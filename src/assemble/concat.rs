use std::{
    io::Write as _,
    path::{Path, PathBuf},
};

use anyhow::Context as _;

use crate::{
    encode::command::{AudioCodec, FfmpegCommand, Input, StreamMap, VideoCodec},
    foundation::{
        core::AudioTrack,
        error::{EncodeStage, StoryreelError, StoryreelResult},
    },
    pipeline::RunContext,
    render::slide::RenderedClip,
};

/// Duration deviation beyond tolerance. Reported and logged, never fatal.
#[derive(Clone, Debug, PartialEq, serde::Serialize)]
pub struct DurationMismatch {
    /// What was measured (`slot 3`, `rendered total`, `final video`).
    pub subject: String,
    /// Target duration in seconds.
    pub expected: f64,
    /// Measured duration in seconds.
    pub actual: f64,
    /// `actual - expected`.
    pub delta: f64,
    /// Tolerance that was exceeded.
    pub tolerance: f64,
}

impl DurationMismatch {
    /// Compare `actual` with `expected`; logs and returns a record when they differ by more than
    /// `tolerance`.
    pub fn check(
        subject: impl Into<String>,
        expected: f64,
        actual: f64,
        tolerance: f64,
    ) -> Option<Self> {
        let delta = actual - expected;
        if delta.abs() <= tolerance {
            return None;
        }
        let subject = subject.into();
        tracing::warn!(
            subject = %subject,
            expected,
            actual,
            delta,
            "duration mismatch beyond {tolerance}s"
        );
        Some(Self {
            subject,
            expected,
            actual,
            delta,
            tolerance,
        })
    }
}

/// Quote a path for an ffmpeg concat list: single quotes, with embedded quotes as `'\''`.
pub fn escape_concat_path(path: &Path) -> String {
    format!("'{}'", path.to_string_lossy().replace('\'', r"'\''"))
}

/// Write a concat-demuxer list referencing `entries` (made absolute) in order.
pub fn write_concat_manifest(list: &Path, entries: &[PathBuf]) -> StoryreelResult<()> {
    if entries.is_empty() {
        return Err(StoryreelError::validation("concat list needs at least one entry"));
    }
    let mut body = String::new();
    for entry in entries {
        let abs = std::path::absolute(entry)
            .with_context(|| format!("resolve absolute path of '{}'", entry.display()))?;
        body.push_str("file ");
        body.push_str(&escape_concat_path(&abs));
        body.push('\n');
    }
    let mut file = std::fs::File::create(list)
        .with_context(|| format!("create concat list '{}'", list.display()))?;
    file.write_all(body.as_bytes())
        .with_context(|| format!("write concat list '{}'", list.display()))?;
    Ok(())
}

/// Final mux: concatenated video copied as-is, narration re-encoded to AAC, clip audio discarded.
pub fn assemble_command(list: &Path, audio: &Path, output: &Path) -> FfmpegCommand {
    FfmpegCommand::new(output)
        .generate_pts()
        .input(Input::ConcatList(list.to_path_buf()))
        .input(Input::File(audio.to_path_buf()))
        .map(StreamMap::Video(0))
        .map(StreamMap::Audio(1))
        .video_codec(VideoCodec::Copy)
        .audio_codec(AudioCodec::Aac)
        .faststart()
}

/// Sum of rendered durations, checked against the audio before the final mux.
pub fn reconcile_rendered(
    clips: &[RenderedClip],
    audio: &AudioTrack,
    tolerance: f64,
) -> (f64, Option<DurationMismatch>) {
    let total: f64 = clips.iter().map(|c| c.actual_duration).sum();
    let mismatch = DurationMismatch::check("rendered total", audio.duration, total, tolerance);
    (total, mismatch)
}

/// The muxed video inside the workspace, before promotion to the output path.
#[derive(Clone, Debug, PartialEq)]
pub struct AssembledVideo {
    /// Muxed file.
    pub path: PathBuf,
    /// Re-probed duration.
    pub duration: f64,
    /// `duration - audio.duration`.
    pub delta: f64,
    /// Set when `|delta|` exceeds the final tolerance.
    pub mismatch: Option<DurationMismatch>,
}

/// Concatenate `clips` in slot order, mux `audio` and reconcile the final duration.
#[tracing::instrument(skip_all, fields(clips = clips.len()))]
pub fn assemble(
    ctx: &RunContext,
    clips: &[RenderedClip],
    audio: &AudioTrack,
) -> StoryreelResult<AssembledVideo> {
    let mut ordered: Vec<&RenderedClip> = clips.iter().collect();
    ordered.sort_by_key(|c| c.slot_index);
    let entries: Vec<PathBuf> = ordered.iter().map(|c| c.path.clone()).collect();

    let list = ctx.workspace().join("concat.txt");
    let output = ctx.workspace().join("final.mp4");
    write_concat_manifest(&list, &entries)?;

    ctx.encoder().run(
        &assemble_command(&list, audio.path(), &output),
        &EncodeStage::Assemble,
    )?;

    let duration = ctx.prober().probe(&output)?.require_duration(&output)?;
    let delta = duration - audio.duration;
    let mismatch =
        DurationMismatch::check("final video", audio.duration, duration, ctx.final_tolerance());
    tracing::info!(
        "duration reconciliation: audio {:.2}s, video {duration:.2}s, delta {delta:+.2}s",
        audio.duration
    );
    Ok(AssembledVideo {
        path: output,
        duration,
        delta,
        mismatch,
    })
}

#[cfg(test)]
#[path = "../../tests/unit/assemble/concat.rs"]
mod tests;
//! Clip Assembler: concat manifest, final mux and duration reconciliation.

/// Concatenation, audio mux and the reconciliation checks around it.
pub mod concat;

--

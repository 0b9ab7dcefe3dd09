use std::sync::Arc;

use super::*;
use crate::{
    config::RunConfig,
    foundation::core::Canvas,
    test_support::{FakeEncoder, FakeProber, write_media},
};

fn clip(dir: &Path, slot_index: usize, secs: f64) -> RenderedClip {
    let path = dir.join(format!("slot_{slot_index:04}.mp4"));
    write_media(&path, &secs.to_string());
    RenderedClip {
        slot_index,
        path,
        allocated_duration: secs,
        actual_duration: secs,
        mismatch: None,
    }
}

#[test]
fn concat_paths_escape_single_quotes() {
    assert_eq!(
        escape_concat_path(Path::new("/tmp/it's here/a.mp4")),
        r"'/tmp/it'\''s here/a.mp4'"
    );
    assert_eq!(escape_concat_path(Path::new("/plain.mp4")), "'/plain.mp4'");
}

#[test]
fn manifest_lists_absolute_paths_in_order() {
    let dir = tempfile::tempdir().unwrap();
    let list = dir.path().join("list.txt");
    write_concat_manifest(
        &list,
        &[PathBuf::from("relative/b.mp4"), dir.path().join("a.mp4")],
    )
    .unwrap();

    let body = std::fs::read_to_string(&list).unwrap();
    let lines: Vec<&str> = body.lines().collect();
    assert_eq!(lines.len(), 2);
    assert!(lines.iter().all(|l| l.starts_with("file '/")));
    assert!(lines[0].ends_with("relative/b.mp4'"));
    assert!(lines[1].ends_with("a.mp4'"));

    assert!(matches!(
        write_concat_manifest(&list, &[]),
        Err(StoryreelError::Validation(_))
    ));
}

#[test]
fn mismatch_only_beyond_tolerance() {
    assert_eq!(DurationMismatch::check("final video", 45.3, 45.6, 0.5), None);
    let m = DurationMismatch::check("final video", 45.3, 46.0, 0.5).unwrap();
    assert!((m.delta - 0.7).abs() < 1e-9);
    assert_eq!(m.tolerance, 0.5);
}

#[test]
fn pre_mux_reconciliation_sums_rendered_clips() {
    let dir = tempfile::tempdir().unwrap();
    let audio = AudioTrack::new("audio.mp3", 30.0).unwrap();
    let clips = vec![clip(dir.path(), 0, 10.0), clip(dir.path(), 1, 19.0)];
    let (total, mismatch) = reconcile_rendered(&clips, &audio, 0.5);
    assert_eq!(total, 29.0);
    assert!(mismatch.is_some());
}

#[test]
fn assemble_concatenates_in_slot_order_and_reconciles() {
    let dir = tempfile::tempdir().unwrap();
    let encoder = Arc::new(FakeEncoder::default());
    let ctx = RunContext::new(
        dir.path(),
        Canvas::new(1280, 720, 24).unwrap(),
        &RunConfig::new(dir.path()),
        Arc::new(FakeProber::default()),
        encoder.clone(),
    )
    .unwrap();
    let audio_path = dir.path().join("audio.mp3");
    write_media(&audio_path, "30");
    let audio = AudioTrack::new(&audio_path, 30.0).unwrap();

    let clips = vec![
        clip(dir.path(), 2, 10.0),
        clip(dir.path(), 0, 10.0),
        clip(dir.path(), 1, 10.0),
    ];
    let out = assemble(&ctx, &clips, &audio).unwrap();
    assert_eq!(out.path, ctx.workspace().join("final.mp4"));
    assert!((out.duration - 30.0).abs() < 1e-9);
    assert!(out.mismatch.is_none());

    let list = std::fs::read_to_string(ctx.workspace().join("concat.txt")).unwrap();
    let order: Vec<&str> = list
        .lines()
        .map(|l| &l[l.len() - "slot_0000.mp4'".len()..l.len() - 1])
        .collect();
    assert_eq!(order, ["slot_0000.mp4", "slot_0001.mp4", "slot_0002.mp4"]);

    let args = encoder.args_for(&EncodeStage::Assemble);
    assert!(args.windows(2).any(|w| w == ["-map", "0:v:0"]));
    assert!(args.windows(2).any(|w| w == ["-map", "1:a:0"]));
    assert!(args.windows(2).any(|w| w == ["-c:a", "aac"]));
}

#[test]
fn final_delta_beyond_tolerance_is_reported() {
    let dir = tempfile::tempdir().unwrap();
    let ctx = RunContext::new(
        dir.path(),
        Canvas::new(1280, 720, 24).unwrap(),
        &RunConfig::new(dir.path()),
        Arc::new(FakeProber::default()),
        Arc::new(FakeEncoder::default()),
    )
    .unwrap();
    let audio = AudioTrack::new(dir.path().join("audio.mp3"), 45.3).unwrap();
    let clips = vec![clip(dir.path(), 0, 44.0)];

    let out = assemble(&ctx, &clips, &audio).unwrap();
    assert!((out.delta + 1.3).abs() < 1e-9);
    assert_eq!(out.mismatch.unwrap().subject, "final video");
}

■ **Brief**
All that is required is the number of lines in the data above that contain the word "VideoCodec".

■ **Solution to this problem**
2